--- Supplied material ---
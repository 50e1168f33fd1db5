use winkel_core::logging;

mod cli;

use crate::cli::CliCommand;

#[tokio::main]
async fn main() {
    // Initialize logging as early as possible; fall back to stderr if the state dir is unusable.
    if logging::init_logging().is_err() {
        logging::init_logging_stderr();
    }

    // Parse CLI and dispatch.
    if let Err(err) = CliCommand::run_from_args().await {
        tracing::error!("command failed: {:#}", err);
        eprintln!("winkel error: {:#}", err);
        std::process::exit(1);
    }
}
//! CLI for the Winkel shopping-list client.

mod commands;
mod prompt;
mod render;
mod shell;

use anyhow::{Context, Result};
use clap::{Parser, Subcommand};
use std::io;
use winkel_core::config;
use winkel_core::model::RowId;
use winkel_core::rest::RestClient;

use commands::{
    run_add, run_create_list, run_delete_list, run_lists, run_remove, run_set_purchased,
    run_show, run_toggle,
};

/// Top-level CLI for Winkel.
#[derive(Debug, Parser)]
#[command(name = "winkel")]
#[command(about = "Winkel: shopping lists on a hosted REST backend", long_about = None)]
pub struct Cli {
    #[command(subcommand)]
    pub command: CliCommand,
}

#[derive(Debug, Subcommand)]
pub enum CliCommand {
    /// Show all lists.
    Lists,

    /// Create a new list.
    CreateList {
        /// Name of the list.
        name: String,
    },

    /// Delete a list.
    DeleteList {
        /// List identifier.
        id: RowId,
        /// Do not ask for confirmation.
        #[arg(long, short = 'y')]
        yes: bool,
    },

    /// Show a list and its products.
    Show {
        /// List identifier.
        id: RowId,
    },

    /// Add a product to a list.
    Add {
        /// List identifier.
        list_id: RowId,
        /// Product name.
        name: String,
    },

    /// Flip the purchased flag of a product on a list.
    Toggle {
        /// List identifier.
        list_id: RowId,
        /// Product identifier.
        product_id: RowId,
    },

    /// Mark a product as purchased.
    Check {
        /// Product identifier.
        product_id: RowId,
    },

    /// Mark a product as not purchased.
    Uncheck {
        /// Product identifier.
        product_id: RowId,
    },

    /// Remove a product from a list.
    Remove {
        /// List identifier.
        list_id: RowId,
        /// Product identifier.
        product_id: RowId,
        /// Do not ask for confirmation.
        #[arg(long, short = 'y')]
        yes: bool,
    },

    /// Interactive session over the lists overview and list detail.
    Shell,
}

impl CliCommand {
    pub async fn run_from_args() -> Result<()> {
        let cli = Cli::parse();
        let cfg = config::load_or_init()?;
        tracing::debug!(
            backend = %cfg.backend_url,
            lists = %cfg.lists_table,
            products = %cfg.products_table,
            "loaded config"
        );
        cfg.ensure_backend()?;
        let client = RestClient::new(&cfg);

        // REST calls and prompts block; keep them off the runtime threads.
        tokio::task::spawn_blocking(move || cli.command.dispatch(&client))
            .await
            .context("command task join")?
    }

    fn dispatch(self, client: &RestClient) -> Result<()> {
        let out = &mut io::stdout();
        match self {
            CliCommand::Lists => run_lists(client, out),
            CliCommand::CreateList { name } => run_create_list(client, &name, out),
            CliCommand::DeleteList { id, yes } => run_delete_list(client, &id, yes, out),
            CliCommand::Show { id } => run_show(client, &id, out),
            CliCommand::Add { list_id, name } => run_add(client, &list_id, &name, out),
            CliCommand::Toggle {
                list_id,
                product_id,
            } => run_toggle(client, &list_id, &product_id, out),
            CliCommand::Check { product_id } => run_set_purchased(client, &product_id, true, out),
            CliCommand::Uncheck { product_id } => {
                run_set_purchased(client, &product_id, false, out)
            }
            CliCommand::Remove {
                list_id,
                product_id,
                yes,
            } => run_remove(client, &list_id, &product_id, yes, out),
            CliCommand::Shell => shell::run_shell(client),
        }
    }
}

#[cfg(test)]
mod tests;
---
→ **The task**
Write every record out again, unaltered.

→ **Your solution**
repository 50e1168f33fd1db5
use winkel_core::logging;

mod cli;

use crate::cli::CliCommand;

#[tokio::main]
async fn main() {
    // Initialize logging as early as possible; fall back to stderr if the state dir is unusable.
    if logging::init_logging().is_err() {
        logging::init_logging_stderr();
    }

    // Parse CLI and dispatch.
    if let Err(err) = CliCommand::run_from_args().await {
        tracing::error!("command failed: {:#}", err);
        eprintln!("winkel error: {:#}", err);
        std::process::exit(1);
    }
}
//! CLI for the Winkel shopping-list client.

mod commands;
mod prompt;
mod render;
mod shell;

use anyhow::{Context, Result};
use clap::{Parser, Subcommand};
use std::io;
use winkel_core::config;
use winkel_core::model::RowId;
use winkel_core::rest::RestClient;

use commands::{
    run_add, run_create_list, run_delete_list, run_lists, run_remove, run_set_purchased,
    run_show, run_toggle,
};

/// Top-level CLI for Winkel.
#[derive(Debug, Parser)]
#[command(name = "winkel")]
#[command(about = "Winkel: shopping lists on a hosted REST backend", long_about = None)]
pub struct Cli {
    #[command(subcommand)]
    pub command: CliCommand,
}

#[derive(Debug, Subcommand)]
pub enum CliCommand {
    /// Show all lists.
    Lists,

    /// Create a new list.
    CreateList {
        /// Name of the list.
        name: String,
    },

    /// Delete a list.
    DeleteList {
        /// List identifier.
        id: RowId,
        /// Do not ask for confirmation.
        #[arg(long, short = 'y')]
        yes: bool,
    },

    /// Show a list and its products.
    Show {
        /// List identifier.
        id: RowId,
    },

    /// Add a product to a list.
    Add {
        /// List identifier.
        list_id: RowId,
        /// Product name.
        name: String,
    },

    /// Flip the purchased flag of a product on a list.
    Toggle {
        /// List identifier.
        list_id: RowId,
        /// Product identifier.
        product_id: RowId,
    },

    /// Mark a product as purchased.
    Check {
        /// Product identifier.
        product_id: RowId,
    },

    /// Mark a product as not purchased.
    Uncheck {
        /// Product identifier.
        product_id: RowId,
    },

    /// Remove a product from a list.
    Remove {
        /// List identifier.
        list_id: RowId,
        /// Product identifier.
        product_id: RowId,
        /// Do not ask for confirmation.
        #[arg(long, short = 'y')]
        yes: bool,
    },

    /// Interactive session over the lists overview and list detail.
    Shell,
}

impl CliCommand {
    pub async fn run_from_args() -> Result<()> {
        let cli = Cli::parse();
        let cfg = config::load_or_init()?;
        tracing::debug!(
            backend = %cfg.backend_url,
            lists = %cfg.lists_table,
            products = %cfg.products_table,
            "loaded config"
        );
        cfg.ensure_backend()?;
        let client = RestClient::new(&cfg);

        // REST calls and prompts block; keep them off the runtime threads.
        tokio::task::spawn_blocking(move || cli.command.dispatch(&client))
            .await
            .context("command task join")?
    }

    fn dispatch(self, client: &RestClient) -> Result<()> {
        let out = &mut io::stdout();
        match self {
            CliCommand::Lists => run_lists(client, out),
            CliCommand::CreateList { name } => run_create_list(client, &name, out),
            CliCommand::DeleteList { id, yes } => run_delete_list(client, &id, yes, out),
            CliCommand::Show { id } => run_show(client, &id, out),
            CliCommand::Add { list_id, name } => run_add(client, &list_id, &name, out),
            CliCommand::Toggle {
                list_id,
                product_id,
            } => run_toggle(client, &list_id, &product_id, out),
            CliCommand::Check { product_id } => run_set_purchased(client, &product_id, true, out),
            CliCommand::Uncheck { product_id } => {
                run_set_purchased(client, &product_id, false, out)
            }
            CliCommand::Remove {
                list_id,
                product_id,
                yes,
            } => run_remove(client, &list_id, &product_id, yes, out),
            CliCommand::Shell => shell::run_shell(client),
        }
    }
}

#[cfg(test)]
mod tests;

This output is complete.